Fantastic Fest 2025: THE CURSE, or DM Me to Hell

Kenichi Ugana’s clever Japanese-Taiwanese chiller holds a biting social media mirror to traditional Asian horror fare

After her Taiwanese friend Shufen shares creepy and mysterious posts on Instagram, Tokyo receptionist Riko (Yukino Kaizu) tries to intervene–only to discover Shufen had died weeks before. Soon, hate-filled DMs target Riko’s friends, triggering bleeding eyes and bizarre hallucinations before they meet unexpected, grisly deaths. Realizing she’s next, Riko treks to Taiwan, where her ex-boyfriend and Shufen’s sister use their social media sleuthing skills to put an end to the curse once and for all. 

At first glance, The Curse seems to be nothing new–a Gram-friendly update to the usual investigative horror popularized by Ring and Ju-on during the J-Horror boom of the 2000s (with nods to the era’s own Japanese-Taiwanese co-production, One Missed Call 2). But as the mystery deepens, Kenichi Ugana’s stylish, low-key thriller charts into more unpredictable, provocative territory, revealing how J-Horror’s technophobia has evolved over two decades—turning ordinary people into the very monsters they once feared under the cover of online anonymity.
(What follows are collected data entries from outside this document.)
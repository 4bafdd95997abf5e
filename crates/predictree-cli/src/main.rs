mod display;
mod threshold;

use std::path::{Path, PathBuf};

use anyhow::Context;
use clap::{Parser, Subcommand};
use predictree_format::{load, normalize, read_version, to_changes};
use tracing::info;

use crate::threshold::Thresholds;

#[derive(Parser)]
#[command(name = "predictree", version, about = "Inspect and auto-review extraction result files")]
struct Cli {
    #[command(subcommand)]
    command: Command,
}

#[derive(Subcommand)]
enum Command {
    /// Summarize documents, models, reviews and final predictions
    Inspect {
        /// Result file (JSON)
        file: PathBuf,
    },
    /// Print the normalized form of a result file
    Normalize {
        /// Result file (JSON)
        file: PathBuf,
    },
    /// Auto-review final predictions by confidence and print the change-set
    Changes {
        /// Result file (JSON)
        file: PathBuf,
        /// Accept predictions at or above this confidence
        #[arg(long, env = "PREDICTREE_ACCEPT_ABOVE")]
        accept_above: Option<f64>,
        /// Reject predictions below this confidence
        #[arg(long, env = "PREDICTREE_REJECT_BELOW")]
        reject_below: Option<f64>,
    },
}

fn main() -> anyhow::Result<()> {
    tracing_subscriber::fmt().with_writer(std::io::stderr).init();
    let cli = Cli::parse();

    match cli.command {
        Command::Inspect { file } => {
            let result = load(&read(&file)?)
                .with_context(|| format!("parsing {}", file.display()))?;
            display::print_result_card(&result)?;
        }
        Command::Normalize { file } => {
            let raw: serde_json::Value = serde_json::from_slice(&read(&file)?)
                .with_context(|| format!("decoding {}", file.display()))?;
            let version = read_version(&raw)?;
            println!("{}", serde_json::to_string_pretty(&normalize(raw, version))?);
        }
        Command::Changes {
            file,
            accept_above,
            reject_below,
        } => {
            let thresholds = Thresholds {
                accept_above,
                reject_below,
            };
            thresholds.validate()?;
            let mut result = load(&read(&file)?)
                .with_context(|| format!("parsing {}", file.display()))?;
            let tally = thresholds.apply(&mut result);
            info!(
                submission_id = result.submission_id,
                accepted = tally.accepted,
                rejected = tally.rejected,
                skipped = tally.skipped,
                "applied thresholds"
            );
            let changes = to_changes(&result.final_predictions(), &result)?;
            println!("{}", serde_json::to_string_pretty(&changes)?);
        }
    }
    Ok(())
}

fn read(path: &Path) -> anyhow::Result<Vec<u8>> {
    std::fs::read(path).with_context(|| format!("reading {}", path.display()))
}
Echoing his Japanese and Taiwanese horror contemporaries Koji Shiraishi and Kevin Ko, Ugana’s film packs in supernatural shocks, but grounds them in gorier, more intimate realism—eschewing the restraint that defined earlier Japanese horror. The film opens with a kill pointedly detached from the main plot, setting The Curse’s mischievous, malevolent tone: an unnamed girl flees an unseen specter à la It Follows, only to be dragged into the path of an oblivious truck driver…and for her decapitated body left as a stray dog’s grim snack. Such bracingly violent yet humorous carnage is found in the rest of the film, as victims of the film’s central curse indulge in crazed self-mutilation seemingly brought on by their exposure to social media. The result strikes the same earnest yet satirical tone Takashi Miike brought to One Missed Call, refreshing familiar tropes with a disturbingly timely bite.

The Curse’s tongue-in-cheek yet traumatizing streak gives Ugana room to seed sharper, more provocative ideas. The Curse arrives in a world beyond the prescient tech anxieties of the J-Horror boom–we’ve seemingly mastered the technology these films once feared, reveling in the total ubiquity of social media interconnectivity. If Pulse and Ring feared technology’s doorway to the unknown, The Curse fixates on how networked life leaves us exposed to the casual malice of complete strangers–and how the average person can be even more horrifying compared to any yurei of yore. 

As one of the film’s sage exorcists intones, “people can do a lot of harm to others without being aware of it.” While the film follows the usual template of investigating and breaking a curse, perhaps The Curse’s strongest element is its gradual distancing from the “main character energy” that such films affect. Rather than deep-seated grudges, Ugana’s film treats such curses like spiritual weapons–folkloric guns that anyone can fire at a whim. Such indiscriminate malice already thrives online: just scroll any comments section to see strangers casually wish death and dismemberment on people they barely know.

These parasocial demons find eerie form in Ugana’s fusion of Taiwanese and Japanese folklore, as streamed da siu yan rituals summon red-clad, long-haired ghosts who unleash real-world havoc. Ugana honors the cinematic and cultural weight of this mythology while infusing it with the cruel, confrontational tone of Funny Games or even The Texas Chain Saw Massacre: the victims are targets, yes, but their very randomness is the point. It’s a horror both broader and sharper than classic J-Horror, in conversation with this year’s earlier generational terror Best Wishes to All: by merely existing in the wrong place at the wrong time, you can shatter someone’s peace—and invite a private, spiritual hell to come crashing down on you.

It takes most of The Curse’s runtime for its true intentions to surface, but the wait pays off in devilish due time. Ugana is quite adept at using the familiarity of his genre as a way to lull his audience into a false sense of security–that the jump scares and writhing possessions are the only things we can expect to bump in the night. The truth, realized in a menacing performance by Fan Jui Chun, is that someone somewhere, whom you’ve never met, thinks you’re the evil wrong with the world. As much as you’re trying to break a curse and live your best life–the scariest part is that so are they. 

It’s quite a confrontational turn for a Japanese horror film, interrogating the unintentional solipsism at the core of these films. To break a curse is to affirm that we deserve to survive whatever horrors come our way. The Curse twists that instinct, using our hyper-connected, fatally parasocial world to show how easily we become the demon in someone else’s story…sometimes proving them right in the very act of fighting back. It’s a comically bleak vision of horror, nestled in a modest film with wicked reach–perfect for a world where our deadliest villains aren’t born of ancient curses or festering grudges, but conjured by the fickle whims of the Algorithm.

The Curse had its World Premiere at Fantastic Fest 2025, where it is currently seeking international distribution.